1 bottle wash solution.
1 bottle substrate buffer A.
1 bottle substrate buffer B.
1 substrate mixing bottle.
Target Progesterone Milk Test for Bovine Indications
Recommended to confirm estrus, detect pregnancy, improve controlled breeding, define cycling, diagnose infertility disorders, and to monitor fertility treatment.
Test Procedure: Milk Sample Collection: Milk samples should be obtained preferably from the foremilk or milk jug and put into a clean container. Last milk can be used, but is less preferred. Initial strippings should not be used. Label samples with the cow number sampling date, and cycle day.
If a milk sample is not tested within 30 minutes it should be stored in the refrigerator. If the milk sample is to be tested more than 6 hours later, immediately after collection, add one drop of milk preservative (10% potassium dichromate) or 1/4 milk preservative tablet to each 10 mLs of milk. Store milk in the refrigerator - do not freeze. It is not recommended to test samples more than 4-5 days after collection.
Test Kit Preparation: Allow samples and all kit reagents to come to room temperature before starting test (2-24 hrs). Use a timer while performing the test. Label each test cup to be used with the cow number and line up samples with respective cups.
When to Use TARGET:
1. Confirm estrus (heat): Take a milk sample on the day of suspected estrus. A bright blue test result indicates the cow is in estrus and ovulation is about to occur. The optimal time to inseminate is approximately 18 hours after obtaining a bright blue result.
2. Detect pregnancy or open cows: Take a milk sample 19 to 21 days after insemination. A bright blue test result indicates the cow is open and is in estrus. A white test result strongly indicates the cow is pregnant. An additional sample taken at 22 or 23 days increases the accuracy of a pregnancy determination - up to 95% accuracy if a white result is obtained on both tests.
Pregnancy determination should be confirmed by a licensed veterinarian since high progesterone could indicate mid ovarian cycle because of inaccurately timed insemination, or development of a persistent corpus luteum. Furthermore, cows diagnosed with high progesterone on day 19-23 may return to estrus if fetal reabsorption occurs. A milk sample taken at the time of palpation can be used in conjunction with palpation results.
3. Improve prostaglandin controlled breeding: Take a milk sample prior to injection with prostaglandin. If the corpus luteum (CL) is functional (white result), continue with treatment.
Prostaglandin injections after 50 days post-calving has been shown to reduce days open, reduce services per conception, and increase conception rate.

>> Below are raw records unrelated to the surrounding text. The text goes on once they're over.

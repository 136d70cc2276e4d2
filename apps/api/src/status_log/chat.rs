use std::collections::BTreeMap;

use serde::{Deserialize, Serialize};
use tracing::info;
use uuid::Uuid;

use crate::assistant::allocation::WorkStatusInput;
use crate::errors::AppError;
use crate::models::logs::ChatTranscript;
use crate::models::now_timestamp;
use crate::store::{CsvStore, Table};

#[derive(Debug, Deserialize)]
pub struct ChatSubmission {
    /// `speaker | message` lines.
    #[serde(alias = "conversation_tech_ai_client_table")]
    pub conversation_table: String,
    pub work_order_id: String,
    pub work_status: WorkStatusInput,
}

#[derive(Debug, Serialize)]
pub struct ChatSubmissionResponse {
    pub success: bool,
    pub message: String,
    pub conversation_id: String,
}

/// Groups `speaker | message` lines by speaker, keeping each speaker's
/// messages in order. Lines without a pipe are ignored, and so is a first
/// line whose message column is just `ai` or `tech` (a header row).
pub fn parse_conversation_table(table: &str) -> BTreeMap<String, Vec<String>> {
    let mut grouped: BTreeMap<String, Vec<String>> = BTreeMap::new();

    for (i, line) in table.trim().lines().enumerate() {
        let Some((speaker, message)) = line.split_once('|') else {
            continue;
        };
        let speaker = speaker.trim();
        let message = message.trim();

        if i == 0 && matches!(message.to_lowercase().as_str(), "ai" | "tech") {
            continue;
        }

        grouped
            .entry(speaker.to_string())
            .or_default()
            .push(message.to_string());
    }

    grouped
}

pub fn save_conversation(
    store: &CsvStore,
    submission: ChatSubmission,
) -> Result<ChatSubmissionResponse, AppError> {
    let grouped = parse_conversation_table(&submission.conversation_table);
    if grouped.is_empty() {
        return Err(AppError::Validation(
            "conversation table has no `speaker | message` lines".to_string(),
        ));
    }

    let conversation = serde_json::to_string(&grouped)
        .map_err(|e| AppError::Internal(anyhow::anyhow!("encoding conversation: {e}")))?;
    let conversation_id = Uuid::new_v4().to_string();
    let created_at = now_timestamp();

    let transcript = store.insert_with_id(Table::StatusLogChat, |id| ChatTranscript {
        id,
        conversation_id: conversation_id.clone(),
        work_order_id: submission.work_order_id,
        work_status: submission.work_status.to_storage_string(),
        conversation,
        created_at,
    })?;

    info!(
        "Saved conversation {} for work order '{}' ({} speakers)",
        transcript.conversation_id,
        transcript.work_order_id,
        grouped.len()
    );

    Ok(ChatSubmissionResponse {
        success: true,
        message: "Conversation saved successfully.".to_string(),
        conversation_id,
    })
}
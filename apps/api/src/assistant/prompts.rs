// Assistant LLM prompt templates.
// All prompts for log validation, hold reasons, CAR and client summaries live here.

use crate::llm_client::prompts::{FACTS_ONLY_INSTRUCTION, JSON_ONLY_SYSTEM};

pub const WORK_LOG_SYSTEM: &str = "\
You are a field-services supervisor reviewing solar plant technicians' work logs. \
Decide whether a log is complete enough for the client and for warranty records. \
Be practical: technicians write short notes from the field. \
Only ask about information that is genuinely missing and matters.";

pub const HOLD_REASON_SYSTEM: &str = "\
You are a field-services dispatcher reviewing why a technician put a work order on hold. \
A good hold reason lets another person pick the job up without calling the technician.";

pub const CAR_SYSTEM: &str = "\
You are a technical writer turning solar field technicians' notes into \
Cause-Action-Result reports for asset owners.";

pub const CLIENT_SUMMARY_SYSTEM: &str = "\
You explain field work to solar plant clients who are not technicians. \
Write in plain, calm language without jargon or markdown.";

/// Appends the JSON-only contract to a role prompt.
pub fn json_system(role: &str) -> String {
    format!("{role} {JSON_ONLY_SYSTEM}")
}

pub const WORK_LOG_VALIDATION_INSTRUCTIONS: &str = "\
A log is VALID when, for the work it claims, it states:
1. What equipment or area was worked on (inverter number, combiner box, string, block).
2. What the technician found or observed.
3. What the technician actually did.
4. The state the equipment was left in, or the next step if unresolved.
Apply the work-type and work-status guidelines above on top of these.
Answers given in the follow-up history count toward completeness.
If the log is INVALID, ask at most 2 short, specific follow-up questions, \
each about one missing item. Never repeat a question already answered.";

pub const HOLD_REASON_VALIDATION_INSTRUCTIONS: &str = "\
A hold reason is VALID when it states:
1. What is blocking the work.
2. What is needed to unblock it (part, permit, person, weather window).
3. Who owns the next step, or what has already been requested.
Answers given in the follow-up history count toward completeness.
If the hold reason is INVALID, ask at most 2 short, specific follow-up questions.";

pub const CAR_INSTRUCTIONS: &str = "\
Write three short paragraphs:
- cause: why the work was needed, from the work order description and the findings.
- action: what was done, in order, with the equipment identifiers the technician gave.
- result: the final state of the equipment and any follow-up still required.
Combine the earlier status logs with the final completion notes. \
Write in past tense, third person, without markdown.";

pub const CLIENT_SUMMARY_INSTRUCTIONS: &str = "\
Return:
- summary: two sentences a plant owner can read in ten seconds.
- notes: a short plain-language paragraph with any detail the client needs \
(what was found, what was done, whether anything is still outstanding).";

/// Work-log validation prompt. Filled with [`fill_template`].
pub const WORK_LOG_PROMPT_TEMPLATE: &str = r#"## WORK ORDER CONTEXT
Work order type: "{work_order_type}"
Work contribution for this log:
{contribution}
Cause of work: "{description}"
Plant: "{plant}"

## PREVIOUS LOGS FOR THIS WORK ORDER
{previous_logs}

## WORK ORDER TYPE GUIDELINES
{type_guidelines}

## WORK STATUS GUIDELINES
{status_guidelines}

## VALIDATION INSTRUCTIONS
{validation_instructions}

{facts_only}

## INITIAL TECHNICIAN LOG
{operational_log}

## FOLLOW-UP HISTORY
{conversation}

Return a JSON object with exactly this shape:
{
  "valid": true | false,
  "missing": "what is still missing, empty string when valid",
  "follow_up_questions": ["at most 2 questions, empty when valid"]
}"#;

/// Hold-reason validation prompt. Filled with [`fill_template`].
pub const HOLD_REASON_PROMPT_TEMPLATE: &str = r#"## WORK ORDER CONTEXT
Work order type: "{work_order_type}"
Cause of work: "{description}"
Plant: "{plant}"

## PREVIOUS LOGS FOR THIS WORK ORDER
{previous_logs}

## HOLD REASON REQUIREMENTS
{hold_requirements}

## VALIDATION INSTRUCTIONS
{validation_instructions}

## REASON FOR HOLD
{hold_reason}

## FOLLOW-UP HISTORY
{conversation}

Return a JSON object with exactly this shape:
{
  "valid": true | false,
  "missing": "what is still missing, empty string when valid",
  "follow_up_questions": ["at most 2 questions, empty when valid"],
  "hold_reason_analysis": "one or two sentences on what is blocking the job",
  "recommended_actions": "what should happen next to release the hold"
}"#;

/// CAR conversion prompt. Filled with [`fill_template`].
pub const CAR_PROMPT_TEMPLATE: &str = r#"Work order type: {work_order_type}
Cause of work: {description}
Plant: {plant}

## WORK STATUS | NOTES WITH TIME ALLOCATION
{previous_logs}

## INSTRUCTIONS
{instructions}

{facts_only}

## FINAL COMPLETION NOTES FROM THE TECHNICIAN
{completion_notes}

Return a JSON object with exactly this shape:
{
  "cause": "string",
  "action": "string",
  "result": "string"
}"#;

/// Client summary prompt. Filled with [`fill_template`].
pub const CLIENT_SUMMARY_PROMPT_TEMPLATE: &str = r#"## WORK ORDER CONTEXT
Work order type: "{work_order_type}"
Work contribution:
{contribution}
Cause of work: "{description}"
Plant: "{plant}"

## INSTRUCTIONS
{instructions}

{facts_only}

## CONVERSATION BETWEEN THE TECHNICIAN AND THE ASSISTANT
Person | message
{conversation}

Focus on the conversation above. Do not use markdown. Use simple, clear language.

Return a JSON object with exactly this shape:
{
  "summary": "string",
  "notes": "string"
}"#;

/// Fills `{name}` placeholders in a single pass over the template.
/// Inserted values are never rescanned, so technician text that happens to
/// contain `{plant}` reaches the model as written. Braces that do not name a
/// known key (the JSON shapes above) are copied through.
pub fn fill_template(template: &str, values: &[(&str, &str)]) -> String {
    let mut out = String::with_capacity(template.len());
    let mut rest = template;
    while let Some(open) = rest.find('{') {
        out.push_str(&rest[..open]);
        let after = &rest[open + 1..];
        let hit = after.find('}').and_then(|close| {
            let key = &after[..close];
            values
                .iter()
                .find(|(name, _)| *name == key)
                .map(|(_, value)| (*value, close))
        });
        match hit {
            Some((value, close)) => {
                out.push_str(value);
                rest = &after[close + 1..];
            }
            None => {
                out.push('{');
                rest = after;
            }
        }
    }
    out.push_str(rest);
    out
}

pub fn facts_only() -> &'static str {
    FACTS_ONLY_INSTRUCTION
}

fn normalize(key: &str) -> String {
    key.trim().to_lowercase().replace([' ', '-'], "_")
}

/// Completeness rules for one work status type.
pub fn work_status_guideline(status: &str) -> &'static str {
    match normalize(status).as_str() {
        "troubleshooting" => "Troubleshooting: name the symptom, the fault or alarm code if any, \
            the tests performed with readings, and the root cause found or ruled out.",
        "warranty_support" => "Warranty support: name the OEM, the equipment serial or position, \
            the case or RMA number if opened, and what the OEM asked the technician to do.",
        "work" => "Work: state the task performed, the equipment worked on, parts used or replaced, \
            and whether the equipment was returned to service.",
        "delay" => "Delay: state what caused the delay, how long it lasted, \
            and what was done while waiting.",
        "training" => "Training: state the topic, who delivered it, \
            and the equipment or procedure it covered.",
        "travel" => "Travel: state origin, destination, and the reason for the trip.",
        _ => "General: state what was done, on which equipment, and the outcome.",
    }
}

/// Completeness rules for one work order type.
pub fn work_order_type_guideline(wo_type: &str) -> &'static str {
    match normalize(wo_type).as_str() {
        "preventive" => "Preventive maintenance: confirm which checklist items were completed \
            and report any deficiency found, even if minor.",
        "corrective" => "Corrective work: the log must connect the reported failure to the \
            repair and confirm the equipment is producing again, or explain why not.",
        "ad_hoc" => "Ad hoc work: describe the request, who made it, and what was delivered.",
        "project" => "Project work: state the project scope item addressed and progress made.",
        "oem_repair_work" => "OEM repair: record OEM involvement, parts supplied by the OEM, \
            and any warranty paperwork.",
        _ => "No additional work order type rules.",
    }
}

/// What a complete explanation looks like for one hold reason category.
pub fn hold_reason_guideline(reason: &str) -> &'static str {
    match normalize(reason).as_str() {
        "parts" | "awaiting_parts" => "Parts: name the part and quantity, whether it was ordered, \
            the order or PO reference if known, and the expected delivery.",
        "weather" => "Weather: name the condition (lightning, high wind, flooding) \
            and when work can safely resume.",
        "access" | "site_access" => "Access: state what access is blocked (gate, key, permit, landowner) \
            and who has been contacted.",
        "safety" => "Safety: describe the hazard, whether the area was made safe, \
            and who must clear it before work resumes.",
        "customer" | "client" => "Customer: state what the customer needs to decide or provide \
            and who was contacted.",
        "oem_support" | "vendor" => "OEM support: name the OEM, the open case number if any, \
            and what the OEM must do next.",
        _ => "General hold: state what is blocking the work and what is needed to continue.",
    }
}

#[cfg(test)]
mod tests {
    use super::*;

    #[test]
    fn test_guideline_lookup_normalizes_names() {
        assert!(work_status_guideline("Warranty Support").starts_with("Warranty support"));
        assert!(work_status_guideline("warranty_support").starts_with("Warranty support"));
        assert!(work_order_type_guideline("Ad Hoc").starts_with("Ad hoc"));
        assert!(work_order_type_guideline("OEM Repair Work").starts_with("OEM repair"));
        assert!(hold_reason_guideline("Awaiting Parts").starts_with("Parts"));
    }

    #[test]
    fn test_unknown_names_fall_back() {
        assert!(work_status_guideline("Inspection").starts_with("General"));
        assert!(hold_reason_guideline("Other").starts_with("General hold"));
    }

    #[test]
    fn test_fill_template_does_not_rescan_values() {
        let filled = fill_template(
            "Log: {log}\nPlant: {plant}",
            &[("log", "switched to {plant} mode"), ("plant", "Sunfield")],
        );
        assert_eq!(filled, "Log: switched to {plant} mode\nPlant: Sunfield");
    }

    #[test]
    fn test_fill_template_keeps_unknown_braces() {
        let filled = fill_template("{\n  \"valid\": true\n} {missing} {x", &[("x", "y")]);
        assert_eq!(filled, "{\n  \"valid\": true\n} {missing} {x");
    }

    #[test]
    fn test_templates_keep_json_shape_after_filling() {
        let filled = fill_template(CAR_PROMPT_TEMPLATE, &[("plant", "Sunfield")]);
        assert!(filled.contains("Plant: Sunfield"));
        assert!(filled.contains("{\n  \"cause\": \"string\""));
        assert!(filled.contains("{completion_notes}"));
    }

    #[test]
    fn test_json_system_appends_contract() {
        let system = json_system(CAR_SYSTEM);
        assert!(system.starts_with(CAR_SYSTEM));
        assert!(system.contains("valid JSON only"));
    }
}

4. Define cycling: Take milk samples at 3 to 5 day intervals for a period of 3 weeks or more. A combination of low and high progesterone results (any shade of blue and white) indicates that ovarian activity has resumed (usually evident about 1 month post-calving).
5. Diagnose infertility disorders: After veterinarian confirmation of the presence of an ovarian cyst (by rectal palpation), TARGET is useful in determining the type of cyst. Take one milk sample at the day of palpation and 2 more samples at 7 day intervals for questionable cases.
A bright blue test result (low progesterone) strongly indicates a follicular cyst or nonfunctional ovary.
A white test result (high progesterone) strongly indicates the presence of a luteal cyst or cystic CL.
6. Monitor fertility treatment: Take a milk sample 10 days after treatment for a follicular cyst. If a white result (high progesterone) is obtained, the prescribed treatment was effective.
Take a milk sample 2 to 4 days after treatment for a luteal cyst or cystic CL. If a bright blue result (low progesterone) is obtained, the prescribed therapy was effective.
Use of the Control: With TARGET, it is not necessary to use a control because of IPACT™ (Immuno Precision Color Technology)*, which is built into the kit during manufacturing.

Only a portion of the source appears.